Anthropologist Lorna Rhodes describes supermax prisons as a technology of surveillance. With features like 24/7 video monitoring or the remote operation of doors to control movement, they are elaborately designed to monitor and influence behavior. Free people have also concurrently become objects of surveillance and control in recent decades. Take, as just one example, the War on Terror and the targeting of individuals or minority groups deemed to be a threat. Or consider how many of the top staff at Abu Ghraib prison were hand-chosen from corrections systems in the states. Or how out of the same post-9/11 frenzy, the state then began spying on the whole population. In time, companies joined in for their own benefit. From Target predicting your pregnancy to Amazon monitoring its employees’ every second to Google tracking everything from your internet searches to your thermostat, we are all now under persistent, if not constant, surveillance. We thus seem to have cultivated society’s tolerance for surveillance in prison only for it to continue to spread in the free world. 

Equally disturbing is the way that people housed in supermax prisons have become resources to be mined. The interior of supermax facilities has been described as factory-like. Except, of course, it is people that are the product. Incarcerated people have increasingly become objects off which to make profits. And big profits at that. The largest private prison provider, the GEO Group, sucked up $2.48 billion in revenue in 2019 from caging people. Beyond those operating the entire prison, other private companies are making money off of services provided to those imprisoned there, like commissary, healthcare, telecommunications, or financial services. 

The free world has allowed this commodification of people in prison to continue as if the rest of us are immune from such objectification. But Professor Zuboff shows us we are not. As today’s privacy activists are fond of saying, “If the service is free, you are the product.” She takes this logic a step further: In surveillance capitalism, it’s not that we are the product; it’s that we are the mine from which companies can harvest valuable behavioral data. With that data, they can predict and influence our behavior. After all, it is far more profitable to control what we are going to do, rather than merely guess it well. Thus, in surveillance capitalism, we are increasingly subject to the same impulses of surveillance, control, and commodification that supermax prisoners have endured for the past few decades.

Prison walls thus cannot isolate these practices. Our society’s ills continue to seep into and grow out of these institutions, like the invasive kudzu vines that fringe the highways to so many rural prisons.
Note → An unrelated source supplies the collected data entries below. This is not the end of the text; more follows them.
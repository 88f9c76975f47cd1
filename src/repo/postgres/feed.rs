// Copyright (c) Handball Connect Team
// SPDX-License-Identifier: Apache-2.0

use async_trait::async_trait;
use diesel::prelude::*;
use diesel_async::scoped_futures::ScopedFutureExt;
use diesel_async::{AsyncConnection, RunQueryDsl};

use crate::error::{Error, Result};
use crate::models::{Comment, Like, Post};
use crate::repo::FeedRepo;
use crate::schema::{comments, likes, posts};

use super::PostgresRepo;

#[async_trait]
impl FeedRepo for PostgresRepo {
    async fn insert_post(&self, post: Post) -> Result<()> {
        let mut conn = self.conn().await?;
        diesel::insert_into(posts::table)
            .values(&post)
            .execute(&mut conn)
            .await
            .map_err(Error::backend)?;
        Ok(())
    }

    async fn feed(&self) -> Result<Vec<Post>> {
        let mut conn = self.conn().await?;
        posts::table
            .order(posts::created_at.desc())
            .select(Post::as_select())
            .load(&mut conn)
            .await
            .map_err(Error::backend)
    }

    async fn post(&self, id: &str) -> Result<Option<Post>> {
        let mut conn = self.conn().await?;
        posts::table
            .find(id)
            .select(Post::as_select())
            .first(&mut conn)
            .await
            .optional()
            .map_err(Error::backend)
    }

    async fn delete_post(&self, id: &str) -> Result<()> {
        let mut conn = self.conn().await?;
        // Comments and likes go with the post via ON DELETE CASCADE.
        diesel::delete(posts::table.find(id))
            .execute(&mut conn)
            .await
            .map_err(Error::backend)?;
        Ok(())
    }

    async fn like_exists(&self, post_id: &str, account_id: &str) -> Result<bool> {
        let mut conn = self.conn().await?;
        let count: i64 = likes::table
            .filter(likes::post_id.eq(post_id))
            .filter(likes::account_id.eq(account_id))
            .count()
            .get_result(&mut conn)
            .await
            .map_err(Error::backend)?;
        Ok(count > 0)
    }

    async fn add_like(&self, like: Like) -> Result<()> {
        let mut conn = self.conn().await?;
        conn.transaction::<_, diesel::result::Error, _>(|conn| {
            async move {
                let inserted = diesel::insert_into(likes::table)
                    .values(&like)
                    .on_conflict_do_nothing()
                    .execute(conn)
                    .await?;
                if inserted > 0 {
                    diesel::update(posts::table.find(&like.post_id))
                        .set(posts::like_count.eq(posts::like_count + 1))
                        .execute(conn)
                        .await?;
                }
                Ok(())
            }
            .scope_boxed()
        })
        .await
        .map_err(Error::backend)
    }

    async fn remove_like(&self, post_id: &str, account_id: &str) -> Result<()> {
        let mut conn = self.conn().await?;
        conn.transaction::<_, diesel::result::Error, _>(|conn| {
            async move {
                let removed = diesel::delete(
                    likes::table
                        .filter(likes::post_id.eq(post_id))
                        .filter(likes::account_id.eq(account_id)),
                )
                .execute(conn)
                .await?;
                if removed > 0 {
                    diesel::update(posts::table.find(post_id))
                        .set(posts::like_count.eq(diesel::dsl::sql::<diesel::sql_types::Integer>(
                            "GREATEST(like_count - 1, 0)",
                        )))
                        .execute(conn)
                        .await?;
                }
                Ok(())
            }
            .scope_boxed()
        })
        .await
        .map_err(Error::backend)
    }

    async fn add_comment(&self, comment: Comment) -> Result<()> {
        let mut conn = self.conn().await?;
        conn.transaction::<_, diesel::result::Error, _>(|conn| {
            async move {
                diesel::insert_into(comments::table)
                    .values(&comment)
                    .execute(conn)
                    .await?;
                diesel::update(posts::table.find(&comment.post_id))
                    .set(posts::comment_count.eq(posts::comment_count + 1))
                    .execute(conn)
                    .await?;
                Ok(())
            }
            .scope_boxed()
        })
        .await
        .map_err(Error::backend)
    }

    async fn comments(&self, post_id: &str) -> Result<Vec<Comment>> {
        let mut conn = self.conn().await?;
        comments::table
            .filter(comments::post_id.eq(post_id))
            .order(comments::created_at.desc())
            .select(Comment::as_select())
            .load(&mut conn)
            .await
            .map_err(Error::backend)
    }
}
// Copyright (c) Handball Connect Team
// SPDX-License-Identifier: Apache-2.0

use chrono::{DateTime, Utc};
use serde::{Deserialize, Serialize};

/// A player marker on the tactics board. Coordinates are normalized to
/// [0, 1] in court space; `id` is unique only within one board.
#[derive(Debug, Clone, PartialEq, Serialize, Deserialize)]
pub struct Player {
    pub id: i32,
    pub x: f32,
    pub y: f32,
    pub number: i32,
    pub is_offense: bool,
    pub label: String,
}

/// A movement or pass arrow. `player_id` optionally ties the arrow to a
/// player; deleting that player removes the arrow as well.
#[derive(Debug, Clone, PartialEq, Serialize, Deserialize)]
pub struct Movement {
    pub id: i32,
    pub start_x: f32,
    pub start_y: f32,
    pub end_x: f32,
    pub end_y: f32,
    pub player_id: Option<i32>,
    pub is_pass: bool,
}

/// A persisted tactics board document.
#[derive(Debug, Clone, PartialEq, Serialize, Deserialize)]
pub struct Board {
    pub id: String,
    pub owner_id: String,
    pub title: String,
    pub description: String,
    pub players: Vec<Player>,
    pub movements: Vec<Movement>,
    pub image: Option<String>,
    pub is_shared: bool,
    pub created_at: DateTime<Utc>,
}

/// What a caller supplies when saving a board; the store fills in identity
/// and timestamps. `id: None` creates a new board. The rendered preview
/// image travels outside the JSON body, so it is skipped here.
#[derive(Debug, Clone, Default, Deserialize)]
pub struct BoardSummary {
    #[serde(default)]
    pub id: Option<String>,
    pub title: String,
    #[serde(default)]
    pub description: String,
    #[serde(default)]
    pub players: Vec<Player>,
    #[serde(default)]
    pub movements: Vec<Movement>,
    #[serde(skip)]
    pub snapshot: Option<Vec<u8>>,
    #[serde(default)]
    pub is_shared: bool,
}
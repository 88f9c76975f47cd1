// Copyright (c) Handball Connect Team
// SPDX-License-Identifier: Apache-2.0

mod account;
mod board;
mod conversation;
mod post;

pub use account::{Account, NewAccount, ProfileUpdate};
pub use board::{Board, BoardSummary, Movement, Player};
pub use conversation::{Conversation, Message, NewMessage};
pub use post::{Comment, Like, NewComment, NewPost, Post};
In his famous Discipline and Punish, Michel Foucault theorized that prisons are a way of reproducing state power by creating desirable political subjects. But the alarming thing about supermax prisons, and the larger prison industrial complex from which they arose, is that they seem no longer interested in creating any kind of political subject. Rather, they are a divestment of subjecthood. A tool of exclusion, rather than inclusion. A place to park people that no longer matter. To disappear them, as Angela Y. Davis puts it. We are beginning to see this same ability to erase people in the free world — from attempts to exclude noncitizens from the census to the invisibility felt by rural communities as urbanization intensifies.

We must therefore change the dominant themes of our punishment apparatus and culture from isolation to visibility; from exclusion to inclusion; from solitary to solidarity. If not because it’s the right thing to do, we must do so because our fates are tied. And there is nothing super about supermax prisons or a society that allows them to exist.